Nie wieder Wolke sieben.

    Ich weiß nicht, wie ich nach Hause gekommen bin. Ich bin bei Rot über eine Ampel gefahren, daran erinnere ich mich vage, und in falscher Richtung in eine Einbahnstraße gebogen. Das Hupen der Autofahrer hat mich so wenig berührt, als hätte es nicht mir gegolten, sondern jemand anderem. Wenn ich gestürzt oder angefahren worden wäre, hätte es mich genauso wenig interessiert.
    Mein Rad werfe ich achtlos gegen die Hauswand. Natürlich fällt es um. Das Scheppern lässt mich kurz zusammenzucken, bevor ich mit zitternden Fingern die Tür aufschließe und ins Haus stürme. Meine Tasche mit den Badesachen werfe ich in den Flur. Sie kippt um. Mein Bikini fällt heraus. Nasser Bikini auf geöltem Holzfußboden. Mir doch egal.
    Meine Mutter ist in der Küche.
    „Conni?“, sagt sie, als ich, ein Schluchzen mühsam unterdrückend, an ihr vorbei- und die Treppe hinaufstolpere.
    „Jetzt nicht!“
    Ich reiße meine Zimmertür auf, knalle sie hinter mir zu und schließe ab.
    „Jetzt nicht!“, schluchze ich noch einmal. Ich ziehe die Vorhänge zu. Bloß keine Sonne mehr! Nie mehr blauer Himmel! Nie wieder Wolke sieben! Dann werfe ich mich aufs Bett, drücke mein Gesicht in die Kissen und fange endlich an zu weinen.
    „Conni!“ Meine Mutter klopft an. Als ich nicht antworte, rüttelt sie an der Türklinke. „Sagst du mir bitte, was passiert ist!“
    Ich hebe meinen Kopf.
    „Mir geht’s gut!“, schleudere ich gegen die geschlossene Tür. Natürlich ist es eine Lüge. Mir ging’s noch nie so beschissen.
    „Mach bitte auf“, drängelt meine Mutter.
    Kann sie mich nicht einfach in Ruhe lassen? Ich hasse sie!
    „Conni!“
    „Was?“
    „Mach sofort die Tür auf! Ich finde es nicht gut, dass du einfach so ins Haus stürmst und dich in deinem Zimmer verbarrikadierst. Ich wüsste gerne, was los ist!“
    „Nichts ist los!“, blaffe ich die Tür an und füge ein halblautes „Hau ab!“ hinzu.
    Einen kurzen Moment lang ist es ruhig, und ich glaube schon fast, dass meine Mutter aufgegeben hat. Aber das passt nicht zu ihr. Sie hat nur einen neuen Anlauf genommen.

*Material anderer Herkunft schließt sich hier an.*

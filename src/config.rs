use std::{env, path::PathBuf, str::FromStr, time::Duration};

use anyhow::{Context, Result};

pub const DEFAULT_PORT: u16 = 33507;

// 20MB
pub const DEFAULT_MAX_UPLOAD_BYTES: u64 = 20 * 1024 * 1024;

// KB, 200MB
pub const DEFAULT_DIR_LIMIT_KB: u64 = 200 * 1024;

pub const DEFAULT_FILE_TTL_SECS: u64 = 60 * 60;
pub const DEFAULT_SESSION_TTL_SECS: u64 = 60 * 60;

#[derive(Clone, Debug)]
pub struct Config {
    pub port: u16,
    pub upload_dir: PathBuf,
    pub download_dir: PathBuf,
    pub max_upload_bytes: u64,
    pub upload_dir_limit_kb: u64,
    pub download_dir_limit_kb: u64,
    pub file_ttl: Duration,
    pub session_ttl: Duration,
}

impl Default for Config {
    fn default() -> Self {
        Config {
            port: DEFAULT_PORT,
            upload_dir: PathBuf::from("uploads"),
            download_dir: PathBuf::from("downloads"),
            max_upload_bytes: DEFAULT_MAX_UPLOAD_BYTES,
            upload_dir_limit_kb: DEFAULT_DIR_LIMIT_KB,
            download_dir_limit_kb: DEFAULT_DIR_LIMIT_KB,
            file_ttl: Duration::from_secs(DEFAULT_FILE_TTL_SECS),
            session_ttl: Duration::from_secs(DEFAULT_SESSION_TTL_SECS),
        }
    }
}

impl Config {
    pub fn from_env() -> Result<Config> {
        let defaults = Config::default();

        Ok(Config {
            port: parse_var("PORT", env::var("PORT").ok(), defaults.port)?,
            upload_dir: env::var_os("IMGRES_UPLOAD_DIR")
                .map(PathBuf::from)
                .unwrap_or(defaults.upload_dir),
            download_dir: env::var_os("IMGRES_DOWNLOAD_DIR")
                .map(PathBuf::from)
                .unwrap_or(defaults.download_dir),
            max_upload_bytes: parse_var(
                "IMGRES_MAX_UPLOAD_BYTES",
                env::var("IMGRES_MAX_UPLOAD_BYTES").ok(),
                defaults.max_upload_bytes,
            )?,
            upload_dir_limit_kb: parse_var(
                "IMGRES_UPLOAD_DIR_LIMIT_KB",
                env::var("IMGRES_UPLOAD_DIR_LIMIT_KB").ok(),
                defaults.upload_dir_limit_kb,
            )?,
            download_dir_limit_kb: parse_var(
                "IMGRES_DOWNLOAD_DIR_LIMIT_KB",
                env::var("IMGRES_DOWNLOAD_DIR_LIMIT_KB").ok(),
                defaults.download_dir_limit_kb,
            )?,
            file_ttl: Duration::from_secs(parse_var(
                "IMGRES_FILE_TTL_SECS",
                env::var("IMGRES_FILE_TTL_SECS").ok(),
                DEFAULT_FILE_TTL_SECS,
            )?),
            session_ttl: Duration::from_secs(parse_var(
                "IMGRES_SESSION_TTL_SECS",
                env::var("IMGRES_SESSION_TTL_SECS").ok(),
                DEFAULT_SESSION_TTL_SECS,
            )?),
        })
    }

    /// Creates the upload and download directories if they are missing.
    pub fn ensure_dirs(&self) -> Result<()> {
        for dir in [&self.upload_dir, &self.download_dir] {
            std::fs::create_dir_all(dir)
                .with_context(|| format!("create directory {}", dir.display()))?;
        }
        Ok(())
    }
}

fn parse_var<T>(key: &str, raw: Option<String>, default: T) -> Result<T>
where
    T: FromStr,
    T::Err: std::error::Error + Send + Sync + 'static,
{
    match raw {
        None => Ok(default),
        Some(v) => v
            .trim()
            .parse::<T>()
            .with_context(|| format!("invalid value for {}: {:?}", key, v)),
    }
}

#[cfg(test)]
mod tests {
    use super::*;

    #[test]
    fn missing_var_uses_default() {
        assert_eq!(parse_var("PORT", None, DEFAULT_PORT).unwrap(), 33507);
    }

    #[test]
    fn present_var_is_parsed() {
        assert_eq!(
            parse_var("PORT", Some(" 8080 ".to_string()), DEFAULT_PORT).unwrap(),
            8080
        );
    }

    #[test]
    fn garbage_var_is_an_error() {
        let err = parse_var("PORT", Some("eighty".to_string()), DEFAULT_PORT).unwrap_err();
        assert!(err.to_string().contains("PORT"));
    }

    #[test]
    fn ensure_dirs_creates_both() {
        let root = tempfile::tempdir().unwrap();
        let config = Config {
            upload_dir: root.path().join("up"),
            download_dir: root.path().join("down"),
            ..Config::default()
        };

        config.ensure_dirs().unwrap();

        assert!(config.upload_dir.is_dir());
        assert!(config.download_dir.is_dir());
    }
}
use std::{io::ErrorKind, path::Path};

use bytes::Bytes;
use image::ImageReader;
use poem::{handler, session::Session, web::Data, IntoResponse, Response};
use tracing::info;

use crate::{
    api::{pages, ApiError, SessionRecord, SESSION_KEY},
    config::Config,
    core::{algorithm, is_svg, resized_file_name, ResizeRequest},
    storage::file::{size_kb, write_atomic},
};

#[handler]
pub async fn resize(session: &Session, Data(config): Data<&Config>) -> Response {
    match handle(session, config).await {
        Ok(resp) => resp,
        Err(e) => e.into_response(),
    }
}

async fn handle(session: &Session, config: &Config) -> Result<Response, ApiError> {
    let mut record = session
        .get::<SessionRecord>(SESSION_KEY)
        .ok_or(ApiError::NoUpload)?;

    if is_svg(&record.filename) {
        return Err(ApiError::Svg);
    }

    let src_path = config.upload_dir.join(&record.filename);
    let resized_name = resized_file_name(&record.filename);

    let buf = {
        let src_path = src_path.clone();
        let filename = record.filename.clone();
        let ResizeRequest { width, height } = record.resize;

        tokio::task::spawn_blocking(move || transform(&src_path, &filename, width, height))
            .await
            .map_err(anyhow::Error::from)??
    };

    let dst_path = write_atomic(&config.download_dir, &resized_name, &buf).await?;

    let original_kb = size_kb(&src_path)
        .await
        .map_err(|_| ApiError::SourceMissing(record.filename.clone()))?;
    let resized_kb = size_kb(&dst_path).await?;

    info!(
        "resized {} to {}x{} -> {} ({}KB -> {}KB)",
        record.filename,
        record.resize.width,
        record.resize.height,
        resized_name,
        original_kb,
        resized_kb
    );

    record.resized = Some(resized_name);
    session.set(SESSION_KEY, record);

    Ok(pages::resized(original_kb, resized_kb).into_response())
}

fn transform(path: &Path, filename: &str, width: u32, height: u32) -> Result<Bytes, ApiError> {
    let reader = ImageReader::open(path).map_err(|e| match e.kind() {
        ErrorKind::NotFound => ApiError::SourceMissing(filename.to_string()),
        _ => ApiError::Internal(e.into()),
    })?;

    let img = reader
        .with_guessed_format()
        .map_err(anyhow::Error::from)?
        .decode()
        .map_err(|e| ApiError::Decode(e.to_string()))?;

    Ok(algorithm::resize(&img, width, height)?)
}
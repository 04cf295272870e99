pub mod upload_params;
use poem::web::Multipart;

use crate::{
    api::ApiError,
    core::{allowed_file, sanitize_filename, ResizeRequest},
};

/// Raw fields of the upload form, as sent by the browser.
#[derive(Default, Debug)]
pub struct UploadForm {
    pub filename: Option<String>,
    pub data: Vec<u8>,
    pub width: Option<String>,
    pub height: Option<String>,
}

/// A checked upload, ready to be stored.
#[derive(Debug)]
pub struct UploadParams {
    pub filename: String,
    pub data: Vec<u8>,
    pub resize: ResizeRequest,
}

impl UploadForm {
    pub async fn from_multipart(mut multipart: Multipart) -> Result<Self, ApiError> {
        let mut form = UploadForm::default();

        while let Some(field) = multipart
            .next_field()
            .await
            .map_err(|e| ApiError::Multipart(e.to_string()))?
        {
            let name = field.name().map(str::to_string);

            match name.as_deref() {
                Some("file") => {
                    form.filename = field.file_name().map(str::to_string);

                    // the body is already bounded by the route's size limit
                    form.data = field
                        .bytes()
                        .await
                        .map_err(|e| ApiError::Multipart(e.to_string()))?;
                }
                Some("width") => {
                    let text = field
                        .text()
                        .await
                        .map_err(|e| ApiError::Multipart(e.to_string()))?;
                    form.width = Some(text);
                }
                Some("height") => {
                    let text = field
                        .text()
                        .await
                        .map_err(|e| ApiError::Multipart(e.to_string()))?;
                    form.height = Some(text);
                }
                _ => continue,
            }
        }

        Ok(form)
    }

    pub fn validate(self) -> Result<UploadParams, ApiError> {
        let raw_name = self
            .filename
            .filter(|n| !n.is_empty())
            .ok_or(ApiError::MissingFile)?;

        let filename = sanitize_filename(&raw_name);
        if filename.is_empty() {
            return Err(ApiError::BadFilename(raw_name));
        }

        if !allowed_file(&filename) {
            return Err(ApiError::FileTypeNotAllowed(filename));
        }

        let resize = ResizeRequest::parse(self.width.as_deref(), self.height.as_deref())?;

        Ok(UploadParams {
            filename,
            data: self.data,
            resize,
        })
    }
}

#[cfg(test)]
mod tests {
    use super::*;
    use crate::core::DimensionError;

    fn form(filename: &str, width: &str, height: &str) -> UploadForm {
        UploadForm {
            filename: Some(filename.to_string()),
            data: vec![1, 2, 3],
            width: Some(width.to_string()),
            height: Some(height.to_string()),
        }
    }

    #[test]
    fn valid_form() {
        let params = form("../my photo.PNG", "100", "50").validate().unwrap();

        assert_eq!(params.filename, "my_photo.PNG");
        assert_eq!(params.data, vec![1, 2, 3]);
        assert_eq!(
            params.resize,
            ResizeRequest {
                width: 100,
                height: 50
            }
        );
    }

    #[test]
    fn missing_file() {
        let err = UploadForm::default().validate().unwrap_err();
        assert!(matches!(err, ApiError::MissingFile));

        let err = form("", "1", "1").validate().unwrap_err();
        assert!(matches!(err, ApiError::MissingFile));
    }

    #[test]
    fn unusable_filename() {
        let err = form("../..", "1", "1").validate().unwrap_err();
        assert!(matches!(err, ApiError::BadFilename(_)));
    }

    #[test]
    fn disallowed_extension() {
        let err = form("notes.txt", "1", "1").validate().unwrap_err();
        assert!(matches!(err, ApiError::FileTypeNotAllowed(ref n) if n == "notes.txt"));
    }

    #[test]
    fn extension_checked_after_sanitizing() {
        // ".png" sanitizes to "png", which has no extension
        let err = form(".png", "1", "1").validate().unwrap_err();
        assert!(matches!(err, ApiError::FileTypeNotAllowed(_)));
    }

    #[test]
    fn bad_dimensions() {
        let err = form("a.png", "0", "10").validate().unwrap_err();
        assert!(matches!(
            err,
            ApiError::Dimension(DimensionError::OutOfRange("width", 0))
        ));
    }
}
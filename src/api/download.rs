use std::io::ErrorKind;

use poem::{
    handler, http::header, session::Session, web::Data, Body, IntoResponse, Response,
};
use tracing::info;

use crate::{
    api::{ApiError, SessionRecord, SESSION_KEY},
    config::Config,
};

#[handler]
pub async fn download(session: &Session, Data(config): Data<&Config>) -> Response {
    match handle(session, config).await {
        Ok(resp) => resp,
        Err(e) => e.into_response(),
    }
}

async fn handle(session: &Session, config: &Config) -> Result<Response, ApiError> {
    let name = session
        .get::<SessionRecord>(SESSION_KEY)
        .and_then(|record| record.resized)
        .ok_or(ApiError::NothingToDownload)?;

    let path = config.download_dir.join(&name);

    let buffer = match tokio::fs::read(&path).await {
        Ok(buffer) => buffer,
        // wiped by housekeeping
        Err(e) if e.kind() == ErrorKind::NotFound => return Err(ApiError::NothingToDownload),
        Err(e) => return Err(anyhow::Error::from(e).into()),
    };

    info!("serving {} ({} bytes)", name, buffer.len());

    Ok(Response::builder()
        .content_type("image/jpeg")
        .header(
            header::CONTENT_DISPOSITION,
            format!("attachment; filename=\"{}\"", name),
        )
        .body(Body::from_vec(buffer)))
}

    „Conni, wenn du jetzt nicht sofort diese Tür aufmachst – “
    Was dann? Will sie etwa das Schloss aufbrechen? Die Tür eintreten? Hält sie sich für Super-Mom?
    Stöhnend wühle ich mich aus meinem Bett, tapse zur Tür, drehe den Schlüssel rum und trete einen Schritt zur Seite.
    „Zufrieden?“, frage ich, als meine Mutter ins Zimmer kommt.
    Sie schaut mich an, als hätte ich ein Verbrechen begangen. Dabei will ich doch nur meine Ruhe haben.
    „Du weißt, dass ich keine abgeschlossenen Türen mag“, sagt sie, und ich sehe, wie sehr sie sich beherrschen muss, ruhig zu bleiben.
    „Ich will nicht, dass ständig jemand in mein Zimmer kommt!“, schnauze ich sie an.
    „Ständig ist ja wohl etwas übertrieben.“ Sie mustert mich kühl, analysierend und besorgt zugleich. Wie eine Ärztin, die einen problematischen Fall vor sich hat. Das kann sie gut. Schließlich ist sie Ärztin.